# Ati HD 3450 driver



## m3869

I bought an ATi HD 3450 video card for duo display. I need help to install the driver. I am running on 10.5.4.
I can't find the correct driver to make it work. help! please


----------



## sinclair_tm

You can't add video cards to Macs like Windows. It has to be a made for Mac video card to work, and there isn't a Mac 3450 yet. And the drivers are part of the OS, as in Apple controls the drivers for video cards in Macs. ATI has sold Mac editions of a select few of their video cards, and they do have those drivers for download on their support site.
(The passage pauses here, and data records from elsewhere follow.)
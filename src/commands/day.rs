//! Day command handlers.

use crate::access::{Credentials, Permission};
use crate::args::{AddTransactionArgs, DayFloatArgs, RemoveTransactionArgs};
use crate::calc::{daily_totals, DailyTotals};
use crate::commands::{authorize, check_day, load_month, save_month, Out};
use crate::model::{Transaction, TransactionKind};
use crate::{Config, Result};
use anyhow::bail;
use chrono::NaiveDate;
use serde::{Deserialize, Serialize};
use std::fmt::Write;

/// A day's entries together with its reconciliation.
#[derive(Debug, Clone, PartialEq, Eq, Serialize, Deserialize)]
#[serde(rename_all = "camelCase")]
pub struct DayView {
    pub day_number: u8,
    pub period: String,
    pub transactions: Vec<Transaction>,
    pub totals: DailyTotals,
}

impl DayView {
    fn render(&self) -> String {
        let mut s = format!("Day {} of {}\n", self.day_number, self.period);
        if self.transactions.is_empty() {
            s.push_str("  no transactions\n");
        }
        for t in &self.transactions {
            let _ = writeln!(
                s,
                "  {:<22} {:>14}  {}{}  [{}]",
                t.category.label(),
                t.amount.to_string(),
                t.description,
                t.created_by
                    .as_deref()
                    .map(|c| format!(" ({c})"))
                    .unwrap_or_default(),
                t.id
            );
        }
        let totals = &self.totals;
        let _ = write!(
            s,
            "Opening float {}, cash sales {}, transfer sales {}, returns {}, expenses {}, \
             merchandise purchases {}\nPhysical cash expected: {}\nTotal profit: {}",
            totals.opening_float,
            totals.cash_sales,
            totals.transfer_sales,
            totals.returns,
            totals.expenses,
            totals.merchandise_purchases,
            totals.physical_cash_expected,
            totals.total_profit
        );
        s
    }
}

/// Shows a day's transactions and what the drawer should hold. Days without entries are shown
/// too, with the month's default opening float.
pub async fn show_day(config: &Config, today: NaiveDate, day: u8) -> Result<Out<DayView>> {
    let month = load_month(config, today).await?;
    check_day(&month, day)?;
    let recorded = month.day(day);
    let view = DayView {
        day_number: day,
        period: month.period_label(),
        transactions: recorded.map(|d| d.transactions.clone()).unwrap_or_default(),
        totals: daily_totals(recorded, month.default_opening_float),
    };
    Ok(Out::new(view.render(), view))
}

/// Records a transaction, attributed to the authenticated operator.
pub async fn add_transaction(
    config: &Config,
    credentials: Option<Credentials<'_>>,
    today: NaiveDate,
    args: &AddTransactionArgs,
) -> Result<Out<Transaction>> {
    let created_by = authorize(config, credentials, Permission::Record)?;
    let mut month = load_month(config, today).await?;
    check_day(&month, args.day)?;

    let transaction = Transaction::new(
        args.description.trim(),
        args.amount,
        args.kind,
        created_by,
    );
    month.add_transaction(args.day, transaction.clone());
    save_month(config, &month).await?;

    let totals = daily_totals(month.day(args.day), month.default_opening_float);
    let message = format!(
        "Recorded {} of {} on day {}, drawer should now hold {}",
        label(args.kind),
        args.amount,
        args.day,
        totals.physical_cash_expected
    );
    Ok(Out::new(message, transaction))
}

/// Removes a transaction from a day.
pub async fn remove_transaction(
    config: &Config,
    credentials: Option<Credentials<'_>>,
    today: NaiveDate,
    args: &RemoveTransactionArgs,
) -> Result<Out<String>> {
    authorize(config, credentials, Permission::Record)?;
    let mut month = load_month(config, today).await?;
    check_day(&month, args.day)?;
    if !month.remove_transaction(args.day, &args.id) {
        bail!("Day {} has no transaction with id '{}'", args.day, args.id);
    }
    save_month(config, &month).await?;
    Ok(Out::new(
        format!("Removed transaction {} from day {}", args.id, args.day),
        args.id.clone(),
    ))
}

/// Overrides the opening float of a day, or clears the override.
pub async fn set_day_float(
    config: &Config,
    credentials: Option<Credentials<'_>>,
    today: NaiveDate,
    args: &DayFloatArgs,
) -> Result<Out<()>> {
    authorize(config, credentials, Permission::Record)?;
    let mut month = load_month(config, today).await?;
    check_day(&month, args.day)?;
    month.set_opening_float(args.day, args.amount);
    save_month(config, &month).await?;
    let message = match args.amount {
        Some(amount) => format!("Day {} opens with {amount}", args.day),
        None => format!(
            "Day {} uses the default opening float of {}",
            args.day, month.default_opening_float
        ),
    };
    Ok(message.into())
}

fn label(kind: TransactionKind) -> String {
    kind.label().to_lowercase()
}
But if you want to run two displays, all modern Macs can do that with the one video card they come with just by plugging a second monitor in the other port on the video card.


----------



## m3869

sinclair_tm said:


> You can't add video cards to Macs like Windows. It has to be a made for Mac video card to work, and there isn't a Mac 3450 yet. And the drivers are part of the OS, as in Apple controls the drivers for video cards in Macs. ATI has sold Mac editions of a select few of their video cards, and they do have those drivers for download on their support site. But if you want to run two displays, all modern Macs can do that with the one video card they come with just by plugging a second monitor in the other port on the video card.


thanks for your help.


----------



## skyakrep

thanks


----------